Those seems /\ can be deceiving, please be careful with them.

I looked back at some of your other posts & you have started some very good threads with good questions that people gave thoughtful & intelligent answer's to. It might be a good idea to look back at them & read them over a few times.

This thread below had some particularly good input. Please take care of yourself, alcohol abuse destroys relationships, people & lives.
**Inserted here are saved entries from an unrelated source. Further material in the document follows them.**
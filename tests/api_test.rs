mod common;

use axum::body::Body;
use axum::http::{header, Method, Request, StatusCode};
use axum::Router;
use common::{TestApp, ADMIN_KEY, WEBHOOK_SECRET};
use foodbuddy_settlement::create_app;
use foodbuddy_settlement::gateway::signature::{sign, SIGNATURE_HEADER};
use serde_json::{json, Value};
use tower::ServiceExt;
use uuid::Uuid;

async fn send(app: &Router, request: Request<Body>) -> (StatusCode, Value) {
    let response = app.clone().oneshot(request).await.unwrap();
    let status = response.status();
    let bytes = axum::body::to_bytes(response.into_body(), usize::MAX)
        .await
        .unwrap();
    let body = serde_json::from_slice(&bytes).unwrap_or(Value::Null);
    (status, body)
}

fn as_user(method: Method, uri: &str, user: Uuid, body: Option<Value>) -> Request<Body> {
    let builder = Request::builder()
        .method(method)
        .uri(uri)
        .header("x-actor-id", user.to_string())
        .header("x-actor-role", "user");
    match body {
        Some(body) => builder
            .header(header::CONTENT_TYPE, "application/json")
            .body(Body::from(body.to_string()))
            .unwrap(),
        None => builder.body(Body::empty()).unwrap(),
    }
}

fn callback(body: &Value, signature: Option<String>) -> Request<Body> {
    let mut builder = Request::builder()
        .method(Method::POST)
        .uri("/gateway/payment/callback")
        .header(header::CONTENT_TYPE, "application/json");
    if let Some(signature) = signature {
        builder = builder.header(SIGNATURE_HEADER, signature);
    }
    builder.body(Body::from(body.to_string())).unwrap()
}

fn signed(body: &Value) -> Option<String> {
    Some(sign(WEBHOOK_SECRET, body.to_string().as_bytes()).unwrap())
}

/// Places a one-item order over HTTP and returns its id.
async fn place_order(test: &TestApp, app: &Router, user: Uuid) -> String {
    let product = test.product("120", "0").await;
    let (status, _) = send(
        app,
        as_user(
            Method::POST,
            "/user/cart/add",
            user,
            Some(json!({"product_id": product, "quantity": 1})),
        ),
    )
    .await;
    assert_eq!(status, StatusCode::OK);

    let (status, body) = send(
        app,
        as_user(
            Method::POST,
            "/user/order/placeorder",
            user,
            Some(json!({"restaurant_id": test.restaurant_id})),
        ),
    )
    .await;
    assert_eq!(status, StatusCode::OK);
    assert_eq!(body["status"], true);
    body["data"]["id"].as_str().unwrap().to_string()
}

async fn initiate(app: &Router, user: Uuid, order_id: &str) -> String {
    let (status, body) = send(
        app,
        as_user(
            Method::POST,
            "/user/order/initiatepayment",
            user,
            Some(json!({"order_id": order_id})),
        ),
    )
    .await;
    assert_eq!(status, StatusCode::OK);
    body["data"]["gateway_session_id"]
        .as_str()
        .unwrap()
        .to_string()
}

#[tokio::test]
async fn health_reports_connected_store() {
    let test = TestApp::new();
    let app = create_app(test.state.clone());

    let request = Request::builder().uri("/health").body(Body::empty()).unwrap();
    let (status, body) = send(&app, request).await;

    assert_eq!(status, StatusCode::OK);
    assert_eq!(body["status"], "healthy");
    assert_eq!(body["store"], "connected");
}

#[tokio::test]
async fn missing_actor_is_unauthorized() {
    let test = TestApp::new();
    let app = create_app(test.state.clone());

    let request = Request::builder()
        .uri("/user/order/history")
        .body(Body::empty())
        .unwrap();
    let (status, body) = send(&app, request).await;

    assert_eq!(status, StatusCode::UNAUTHORIZED);
    assert_eq!(body["status"], false);
}

#[tokio::test]
async fn restaurant_cannot_use_user_routes() {
    let test = TestApp::new();
    let app = create_app(test.state.clone());

    let request = Request::builder()
        .uri("/user/wallet/all")
        .header("x-actor-id", test.restaurant_id.to_string())
        .header("x-actor-role", "restaurant")
        .body(Body::empty())
        .unwrap();
    let (status, _) = send(&app, request).await;
    assert_eq!(status, StatusCode::UNAUTHORIZED);
}

#[tokio::test]
async fn malformed_json_uses_the_error_envelope() {
    let test = TestApp::new();
    let app = create_app(test.state.clone());

    let request = Request::builder()
        .method(Method::POST)
        .uri("/user/order/placeorder")
        .header("x-actor-id", Uuid::new_v4().to_string())
        .header("x-actor-role", "user")
        .header(header::CONTENT_TYPE, "application/json")
        .body(Body::from("{\"restaurant_id\": "))
        .unwrap();
    let (status, body) = send(&app, request).await;

    assert_eq!(status, StatusCode::BAD_REQUEST);
    assert_eq!(body["status"], false);
    assert!(body["message"].is_string());
}

#[tokio::test]
async fn order_flow_over_http() {
    let test = TestApp::new();
    let app = create_app(test.state.clone());
    let user = Uuid::new_v4();

    let order_id = place_order(&test, &app, user).await;
    let (status, body) = send(
        &app,
        as_user(Method::GET, &format!("/user/order/{}", order_id), user, None),
    )
    .await;
    assert_eq!(status, StatusCode::OK);
    let final_amount = body["data"]["final_amount"].as_str().unwrap();
    assert_eq!(common::dec(final_amount), common::dec("120"));

    let (status, _) = send(
        &app,
        as_user(
            Method::GET,
            &format!("/user/order/{}", order_id),
            Uuid::new_v4(),
            None,
        ),
    )
    .await;
    assert_eq!(status, StatusCode::NOT_FOUND);
}

#[tokio::test]
async fn callback_rejects_bad_signatures() {
    let test = TestApp::new();
    let app = create_app(test.state.clone());
    let body = json!({"session_id": "sandbox_x", "status": "succeeded"});

    let (status, _) = send(&app, callback(&body, None)).await;
    assert_eq!(status, StatusCode::UNAUTHORIZED);

    let forged = Some(sign("wrong-secret", body.to_string().as_bytes()).unwrap());
    let (status, _) = send(&app, callback(&body, forged)).await;
    assert_eq!(status, StatusCode::UNAUTHORIZED);

    let (status, _) = send(&app, callback(&body, Some("not-hex".to_string()))).await;
    assert_eq!(status, StatusCode::UNAUTHORIZED);
}

#[tokio::test]
async fn callback_acknowledges_unknown_sessions() {
    let test = TestApp::new();
    let app = create_app(test.state.clone());
    let body = json!({"session_id": "sandbox_unknown", "status": "succeeded"});

    let (status, response) = send(&app, callback(&body, signed(&body))).await;

    assert_eq!(status, StatusCode::OK);
    assert_eq!(response["status"], true);
    assert!(response["data"].is_null());
}

#[tokio::test]
async fn verified_callback_finalizes_once() {
    let test = TestApp::new();
    let app = create_app(test.state.clone());
    let user = Uuid::new_v4();
    let order_id = place_order(&test, &app, user).await;
    let session_id = initiate(&app, user, &order_id).await;

    let body = json!({"session_id": session_id, "status": "succeeded"});
    let (status, first) = send(&app, callback(&body, signed(&body))).await;
    assert_eq!(status, StatusCode::OK);
    assert_eq!(first["data"]["replayed"], false);
    assert_eq!(first["data"]["payment"]["status"], "succeeded");

    let (status, replay) = send(&app, callback(&body, signed(&body))).await;
    assert_eq!(status, StatusCode::OK);
    assert_eq!(replay["data"]["replayed"], true);

    let (_, order) = send(
        &app,
        as_user(Method::GET, &format!("/user/order/{}", order_id), user, None),
    )
    .await;
    assert_eq!(order["data"]["payment_status"], "paid");
}

#[tokio::test]
async fn buyer_confirmation_requires_signature() {
    let test = TestApp::new();
    let app = create_app(test.state.clone());
    let user = Uuid::new_v4();
    let order_id = place_order(&test, &app, user).await;
    let session_id = initiate(&app, user, &order_id).await;
    let body = json!({"session_id": session_id, "status": "failed"});

    let unsigned = as_user(Method::POST, "/user/order/payment/confirm", user, Some(body.clone()));
    let (status, _) = send(&app, unsigned).await;
    assert_eq!(status, StatusCode::UNAUTHORIZED);

    let mut request = as_user(Method::POST, "/user/order/payment/confirm", user, Some(body.clone()));
    request
        .headers_mut()
        .insert(SIGNATURE_HEADER, signed(&body).unwrap().parse().unwrap());
    let (status, response) = send(&app, request).await;
    assert_eq!(status, StatusCode::OK);
    assert_eq!(response["data"]["payment"]["status"], "failed");
    assert_eq!(response["data"]["order"]["payment_status"], "failed");
}

#[tokio::test]
async fn admin_routes_require_the_admin_key() {
    let test = TestApp::new();
    let app = create_app(test.state.clone());
    let coupon = json!({
        "code": "welcome",
        "percentage": 15,
        "minimum_amount": "100",
        "maximum_usage": 2,
        "expiry": (chrono::Utc::now() + chrono::Duration::days(3)).to_rfc3339(),
    });

    let request = |key: Option<&str>| {
        let mut builder = Request::builder()
            .method(Method::POST)
            .uri("/admin/coupon/create")
            .header(header::CONTENT_TYPE, "application/json");
        if let Some(key) = key {
            builder = builder.header(header::AUTHORIZATION, format!("Bearer {}", key));
        }
        builder.body(Body::from(coupon.to_string())).unwrap()
    };

    let (status, _) = send(&app, request(None)).await;
    assert_eq!(status, StatusCode::UNAUTHORIZED);
    let (status, _) = send(&app, request(Some("nope"))).await;
    assert_eq!(status, StatusCode::UNAUTHORIZED);

    let (status, body) = send(&app, request(Some(ADMIN_KEY))).await;
    assert_eq!(status, StatusCode::OK);
    assert_eq!(body["data"]["code"], "WELCOME");

    let listing = Request::builder()
        .uri("/public/coupon/all")
        .body(Body::empty())
        .unwrap();
    let (status, body) = send(&app, listing).await;
    assert_eq!(status, StatusCode::OK);
    assert_eq!(body["data"].as_array().unwrap().len(), 1);
}

#[tokio::test]
async fn report_rejects_unknown_payment_status() {
    let test = TestApp::new();
    let app = create_app(test.state.clone());

    let request = Request::builder()
        .uri("/public/report/orders?from=2026-01-01&till=2026-01-31&payment_status=lost")
        .body(Body::empty())
        .unwrap();
    let (status, body) = send(&app, request).await;
    assert_eq!(status, StatusCode::BAD_REQUEST);
    assert_eq!(body["status"], false);
}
Take Care, NB

http://www.soberrecovery.com/forums/...-fighting.html

Originally Posted by effortjoy View Post
Here Are My Illusions about alcohol that began when I was 14yrs old and almost twenty years later I am still struggling to get rid of:
1. Alcohol is the only thing in my life that I can always depend on
2. It never leaves me alone, it never hurts me, it always makes me feel like I belong
3. It gets rid of all my boredom, all of my anxiety
4. It makes me patient
5. It makes me creative
6. It makes me into a fun person
7. It makes life worth living

What are your illusions? How do you get rid of them?
From what you posted before your husband is quite aware of your drinking & not very happy about it either.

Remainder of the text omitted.